Isan food is also known for being even spicier than the Bangkok-style Thai food we usually encounter in the USA, which is really a feat, as Thai food in Bangkok can easily be blow-the-roof off hot if you ask nicely. I know that the only time in my life I have thought food was going to actually kill me occurred when I unthinkingly told a little old Lao lady at a Bangkok food stand to “make my papaya salad spicy.” Jesus God.
Yelp seems to indicate that a lot of people try this place out and fail to get it, but I’m happy to admit that this is not among the easiest cuisines in the world to fall in love with – pungent, spicy, just-plain-weird flavors are the order of the day. Don’t go in expecting to order chicken pad thai, in other words. Not that there’s anything wrong with that venerable, delicious dish.

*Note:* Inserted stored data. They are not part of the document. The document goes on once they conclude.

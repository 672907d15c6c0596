//! The benchmark driver that times inline, called and recursive summation of the series.

use std::hint::black_box;
use std::io::Write;
use std::num::NonZero;
use std::time::Duration;

use tracing::{debug, info, instrument};

use crate::error::Result;
use crate::pal::{Platform, PlatformFacade};
use crate::span::Span;
use crate::{
    BenchmarkConfig, Comparison, Error, Estimate, MAX_RECURSION_DEPTH, Phase, PhaseOutcome,
    WarmupAccumulation, Workload, recursive_sum, term,
};

/// Runs the function call overhead comparisons and reports on them.
///
/// Every comparison sums the same series several ways and measures each way with the
/// configured clock. The report for each phase is written to the caller-provided output
/// as soon as the phase completes: a timing line followed by the estimate of π.
///
/// Phases are separated by a cooldown delay. The delay never falls inside a timed region.
///
/// # Examples
///
/// ```
/// use std::time::Duration;
///
/// use call_overhead::{Benchmark, BenchmarkConfig, Phase};
///
/// let benchmark = Benchmark::new(BenchmarkConfig::default().with_cooldown(Duration::ZERO));
///
/// let mut output = Vec::new();
/// let comparison = benchmark.run_single_compare(1000, &mut output).unwrap();
///
/// let calls = comparison.outcome(Phase::FunctionCalls).unwrap();
/// assert!(calls.estimate().percent_error() < 1.0);
/// ```
#[derive(Debug)]
pub struct Benchmark {
    config: BenchmarkConfig,
    platform: PlatformFacade,
}

impl Benchmark {
    /// Creates a benchmark that measures with the real operating system clocks.
    #[must_use]
    pub fn new(config: BenchmarkConfig) -> Self {
        Self {
            config,
            platform: PlatformFacade::real(),
        }
    }

    #[cfg(test)]
    pub(crate) fn with_platform(config: BenchmarkConfig, platform: PlatformFacade) -> Self {
        Self { config, platform }
    }

    /// The configuration the benchmark runs with.
    #[must_use]
    pub fn config(&self) -> &BenchmarkConfig {
        &self.config
    }

    /// Times one inline pass over `n` terms against one pass that calls [`term()`] per term.
    ///
    /// Writes the "No Function Calls" report followed by the "Function Calls" report.
    ///
    /// # Errors
    ///
    /// Returns [`Error::EmptyWorkload`] if `n` is zero and [`Error::Output`] if writing the
    /// report fails.
    #[instrument(skip(self, out))]
    pub fn run_single_compare(&self, n: u32, out: &mut impl Write) -> Result<Comparison> {
        let n = NonZero::new(n).ok_or(Error::EmptyWorkload)?;
        let workload = Workload::single(n);
        let mut comparison = Comparison::new(workload, self.config.clock());

        let terms = n.get();
        let nn = f64::from(terms);

        let mut pi = self.initial_accumulator(self.warm_up_inline());

        let span = Span::start(&self.platform, self.config.clock());

        for index in (1..=terms).rev() {
            let idx = f64::from(index);
            pi += 1.0 / (1.0 + (idx - 0.5) / nn * (idx - 0.5) / nn);
        }

        let elapsed = span.stop();
        self.finish_phase(Phase::NoFunctionCalls, elapsed, pi, n, &mut comparison, out)?;

        self.cool_down();

        let mut pi = self.initial_accumulator(self.warm_up_calls());

        let span = Span::start(&self.platform, self.config.clock());

        for index in (1..=terms).rev() {
            pi += term(index, terms);
        }

        let elapsed = span.stop();
        self.finish_phase(Phase::FunctionCalls, elapsed, pi, n, &mut comparison, out)?;

        log_overheads(&comparison);

        Ok(comparison)
    }

    /// Times repeated inline, called and recursive summation of the series.
    ///
    /// Requests larger than the configured repetition limit are split into repetitions of at
    /// most that many terms (see [`Workload::repeated()`]). Every phase reports the estimate
    /// produced by its final repetition.
    ///
    /// Writes the "No Function Calls", "Function Calls" and "Recursive Function Calls" reports,
    /// in that order.
    ///
    /// # Errors
    ///
    /// Returns [`Error::EmptyWorkload`] if `n` is zero, [`Error::RecursionTooDeep`] if the
    /// recursive phase or its warm-up would exceed [`MAX_RECURSION_DEPTH`] and
    /// [`Error::Output`] if writing the report fails. Validation happens before any work is
    /// done, so nothing is written when the request is invalid.
    #[instrument(skip(self, out))]
    pub fn run_repeated_compare(&self, n: u32, out: &mut impl Write) -> Result<Comparison> {
        let n = NonZero::new(n).ok_or(Error::EmptyWorkload)?;
        let workload = Workload::repeated(n, self.config.repetition_limit());
        self.check_recursion_depth(workload)?;

        debug!(
            repetitions = workload.repetitions().get(),
            terms = workload.terms().get(),
            "workload determined"
        );

        let mut comparison = Comparison::new(workload, self.config.clock());
        let repetitions = workload.repetitions().get();

        black_box(self.warm_up_inline());

        let span = Span::start(&self.platform, self.config.clock());

        let mut pi = 0.0;
        for _ in 0..repetitions {
            // Hides the loop-invariant bound so each repetition really sums the series.
            let terms = black_box(workload.terms().get());
            let nn = f64::from(terms);

            let mut sum = 0.0;
            for index in (1..=terms).rev() {
                let idx = f64::from(index);
                sum += 1.0 / (1.0 + (idx - 0.5) / nn * (idx - 0.5) / nn);
            }

            pi = black_box(sum);
        }

        let elapsed = span.stop();
        self.finish_phase(
            Phase::NoFunctionCalls,
            elapsed,
            pi,
            workload.terms(),
            &mut comparison,
            out,
        )?;

        self.cool_down();

        black_box(self.warm_up_calls());

        let span = Span::start(&self.platform, self.config.clock());

        let mut pi = 0.0;
        for _ in 0..repetitions {
            let terms = black_box(workload.terms().get());

            let mut sum = 0.0;
            for index in (1..=terms).rev() {
                sum += term(index, terms);
            }

            pi = black_box(sum);
        }

        let elapsed = span.stop();
        self.finish_phase(
            Phase::FunctionCalls,
            elapsed,
            pi,
            workload.terms(),
            &mut comparison,
            out,
        )?;

        self.cool_down();

        let warmup_depth = self.config.warmup_terms().get();
        black_box(recursive_sum(
            black_box(warmup_depth),
            workload.terms().get(),
        ));
        debug!(depth = warmup_depth, "recursive warm-up complete");

        let span = Span::start(&self.platform, self.config.clock());

        let mut pi = 0.0;
        for _ in 0..repetitions {
            // The depth stays the same for every repetition.
            let terms = black_box(workload.terms().get());
            pi = black_box(recursive_sum(terms, terms));
        }

        let elapsed = span.stop();
        self.finish_phase(
            Phase::RecursiveFunctionCalls,
            elapsed,
            pi,
            workload.terms(),
            &mut comparison,
            out,
        )?;

        log_overheads(&comparison);

        Ok(comparison)
    }

    /// Runs [`run_single_compare()`](Self::run_single_compare) and then, after a cooldown,
    /// [`run_repeated_compare()`](Self::run_repeated_compare) with the same `n`.
    ///
    /// # Errors
    ///
    /// Returns any error either comparison returns. The repeated comparison is validated
    /// before the single comparison starts, so an invalid request writes nothing.
    pub fn run_all(&self, n: u32, out: &mut impl Write) -> Result<(Comparison, Comparison)> {
        let requested = NonZero::new(n).ok_or(Error::EmptyWorkload)?;
        self.check_recursion_depth(Workload::repeated(
            requested,
            self.config.repetition_limit(),
        ))?;

        let single = self.run_single_compare(n, out)?;

        self.cool_down();

        let repeated = self.run_repeated_compare(n, out)?;

        Ok((single, repeated))
    }

    /// Sums the warm-up series with the term expression written out inline.
    fn warm_up_inline(&self) -> f64 {
        let terms = self.config.warmup_terms().get();
        let nn = f64::from(terms);

        let mut sum = 0.0;
        for index in 1..=terms {
            let idx = f64::from(index);
            sum += 1.0 / (1.0 + (idx - 0.5) / nn * (idx - 0.5) / nn);
        }

        debug!(terms, sum, "inline warm-up complete");
        sum
    }

    /// Sums the warm-up series by calling [`term()`] for every term.
    fn warm_up_calls(&self) -> f64 {
        let terms = self.config.warmup_terms().get();

        let mut sum = 0.0;
        for index in 1..=terms {
            sum += term(index, terms);
        }

        debug!(terms, sum, "function call warm-up complete");
        sum
    }

    /// The value a timed accumulator starts from, given the sum of the preceding warm-up.
    fn initial_accumulator(&self, warmup_sum: f64) -> f64 {
        match self.config.warmup_accumulation() {
            WarmupAccumulation::Discard => {
                black_box(warmup_sum);
                0.0
            }
            WarmupAccumulation::CarryOver => warmup_sum,
        }
    }

    fn check_recursion_depth(&self, workload: Workload) -> Result<()> {
        let requested = workload
            .terms()
            .get()
            .max(self.config.warmup_terms().get());

        if requested > MAX_RECURSION_DEPTH {
            return Err(Error::RecursionTooDeep {
                requested,
                limit: MAX_RECURSION_DEPTH,
            });
        }

        Ok(())
    }

    fn finish_phase(
        &self,
        phase: Phase,
        elapsed: Duration,
        sum: f64,
        n: NonZero<u32>,
        comparison: &mut Comparison,
        out: &mut impl Write,
    ) -> Result<()> {
        let outcome = PhaseOutcome::new(phase, elapsed, Estimate::from_sum(sum, n));

        outcome.write_to(out, self.config.clock())?;
        // Make the report visible before the cooldown blocks the thread.
        out.flush()?;

        info!(
            %phase,
            ?elapsed,
            estimate = outcome.estimate().value(),
            percent_error = outcome.estimate().percent_error(),
            "phase complete"
        );

        comparison.push(outcome);
        Ok(())
    }

    fn cool_down(&self) {
        let cooldown = self.config.cooldown();

        debug!(?cooldown, "cooling down between phases");
        self.platform.sleep(cooldown);
    }
}

fn log_overheads(comparison: &Comparison) {
    for outcome in comparison.outcomes() {
        if outcome.phase() == Phase::NoFunctionCalls {
            continue;
        }

        if let Some(ratio) = comparison.call_overhead(outcome.phase()) {
            info!(phase = %outcome.phase(), ratio, "time relative to inline summation");
        }
    }
}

I have a lot of beef with people who desperately attempt to find THE MOST AUTHENTIC version of whatever cuisine. Authenticity is nice and all, but in the case of, say, Isan style food, Really Authentic usually involves a lot more wild frog, insects, and breaches of hygiene. (I won’t get into what REALLY AUTHENTIC Khmer food as served through a US lens might be like). Taste should really be everything. I can appreciate Little Serow, but I can also appreciate a dynamite chicken pad thai.